Interesting and informative video. I have seen several videos on this film but so far only this one gives the kind of information that users need. I was impressed with it and think that Ferrania may be onto a winner here. Just a pity that Ferrania only gives times for D76 but frankly a new film like this from a very small company needs personal testing anyway
What's your main developer?
Very thorough video on P33, including development data and developer. Would you think P33 would be good for studio flash portraits????? Thank you
It's not my area of expertise, but I would say, why not? It has really nice tonalities.
Intro as Monty Python 😂😮😅😊
I was just going to say the same thing, but you beat me to it.
Yeah, that was brilliant!
One of my other buddies was going to try some clip testing in Pyro 510, so, hopefully there will be more dev times and developers soon.
Interesting when it will be 120mm. I try to stay at 120 or 4x5.
Should I assume you added a few stops for each shot taken with the red filter? Just curious.
I relied on the in-camera metre, and adjusted exposure so that the "needle" was in the middle. Any scenes that were back lit (my tree, for example) I added a half stop. The increase for the filter was always around 2.5 stops. I should have metred with my handheld spot metre so that I could get better shadows, but I'll reserve that for when Ferrania produces P33 in 120, and my RB67.
Photrioでカーボンプロセスを調べていたら辿り着きました。過去日本に住んでいたんですね
はい!ふく12ねんかんすんでいました。おくさんはくるめしから。。。こどもたちはそこでいまれました。よくにほんにいきます!カーボントランスファーをやく15ねんかんしています。。。🙂
I am also a fan of hp5.
I'm torn between PQ universal and d-19 after reading the forum, why did you choose d-19?
Thanks.
@@AtelierGeisha I usually only use D-19 with HP5 when I want to print it in carbon transfer. Films need to be developed to a long density range/contrast, as you know. But when the development time is extended for HP5, using conventional developers, the base + fog increases so much more than most other conventional films, rendering it an impractical choice for carbon transfer. But not if you use a non-conventional developer like D-19, or even DK-50. How is your carbon transfer printing coming? Drop me an email sometime. You can find it in the description in the "About" tab...🙂
How long wait for 4x5, too?...... I'm witing new book; Dont like Green Fixer, Andy I am....
Green fixer is okay on St. Patrick's Day! 😁
I find the red filter sucks all the contrast out in your shots. Id probably leave it off for this film.

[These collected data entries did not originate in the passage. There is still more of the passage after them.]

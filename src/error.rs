//! Error types for the ga_reports crate.

use std::fmt;

use thiserror::Error;

use crate::locator::HierarchyLevel;

/// Why authentication failed.
#[derive(Debug, Clone, Copy, PartialEq, Eq)]
pub enum AuthReason {
    MissingKey,
    InvalidKey,
    ScopeRejected,
}

impl fmt::Display for AuthReason {
    fn fmt(&self, f: &mut fmt::Formatter<'_>) -> fmt::Result {
        f.write_str(match self {
            AuthReason::MissingKey => "missing_key",
            AuthReason::InvalidKey => "invalid_key",
            AuthReason::ScopeRejected => "scope_rejected",
        })
    }
}

/// Why a service handle could not be built.
#[derive(Debug, Clone, Copy, PartialEq, Eq)]
pub enum DiscoveryReason {
    UnknownApi,
    VersionMismatch,
    NetworkUnreachable,
}

impl fmt::Display for DiscoveryReason {
    fn fmt(&self, f: &mut fmt::Formatter<'_>) -> fmt::Result {
        f.write_str(match self {
            DiscoveryReason::UnknownApi => "unknown_api",
            DiscoveryReason::VersionMismatch => "version_mismatch",
            DiscoveryReason::NetworkUnreachable => "network_unreachable",
        })
    }
}

/// Errors that can occur when talking to Google Analytics or Google Drive.
#[derive(Error, Debug)]
pub enum ReportError {
    #[error("Authentication failed ({reason}): {detail}")]
    Auth { reason: AuthReason, detail: String },

    #[error("Cannot build {api} {version} client ({reason}): {detail}")]
    Discovery {
        api: String,
        version: String,
        reason: DiscoveryReason,
        detail: String,
    },

    #[error("No {level} found")]
    NotFound { level: HierarchyLevel },

    #[error("There was an error in constructing your query: {0}")]
    QueryConstruction(String),

    #[error("HTTP request failed: {0}")]
    HttpError(#[from] reqwest::Error),

    #[error("API error ({status}): {message}")]
    ApiError { status: u16, message: String },

    #[error("Failed to parse API response: {0}")]
    ResponseParseError(#[from] serde_json::Error),

    #[error("Unexpected API response: {0}")]
    InvalidResponse(String),

    #[error("Download of {file} interrupted after {written} bytes: {message}")]
    PartialWrite {
        file: String,
        written: u64,
        message: String,
    },

    #[error("I/O error: {0}")]
    Io(#[from] std::io::Error),
}

/// Coarse classification of a [`ReportError`].
#[derive(Debug, Clone, Copy, PartialEq, Eq)]
pub enum ErrorKind {
    Auth,
    Discovery,
    NotFound,
    QueryConstruction,
    Transport,
    PartialWrite,
    Local,
}

impl ReportError {
    pub fn kind(&self) -> ErrorKind {
        match self {
            ReportError::Auth { .. } => ErrorKind::Auth,
            ReportError::Discovery { .. } => ErrorKind::Discovery,
            ReportError::NotFound { .. } => ErrorKind::NotFound,
            ReportError::QueryConstruction(_) => ErrorKind::QueryConstruction,
            ReportError::HttpError(_)
            | ReportError::ApiError { .. }
            | ReportError::ResponseParseError(_)
            | ReportError::InvalidResponse(_) => ErrorKind::Transport,
            ReportError::PartialWrite { .. } => ErrorKind::PartialWrite,
            ReportError::Io(_) => ErrorKind::Local,
        }
    }

    /// Process exit status for this error.
    pub fn exit_code(&self) -> u8 {
        self.kind().exit_code()
    }
}

impl ErrorKind {
    pub fn exit_code(self) -> u8 {
        match self {
            ErrorKind::Local => 1,
            ErrorKind::Auth => 2,
            ErrorKind::Discovery => 3,
            ErrorKind::NotFound => 4,
            ErrorKind::QueryConstruction => 5,
            ErrorKind::Transport => 6,
            ErrorKind::PartialWrite => 7,
        }
    }
}

/// Result type alias for ReportError.
pub type Result<T> = std::result::Result<T, ReportError>;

What is P33? How does it compare to P30?
Keep in mind it was my first outing with this film, and I wasn't shooting it at its optimum EI (I stated in the video that I've been preferring it at EI 80). What image are you basing that on? The weeping willow shot is quite contrasty, as well as several others... I did compare it to P30, and showed characteristic curve differences. 😉
@@analogueandy8x10 Just on the images of the two south lawn buildings where it just looked flat to me. It darkened the images quite a bit.
@@braxus351WThey look completely fine to me, other than a bit less detail in the shadows compared to unfiltered (that was me and not the film), and darkening of blue sky... which the filter would do to any conventional pan B/W film...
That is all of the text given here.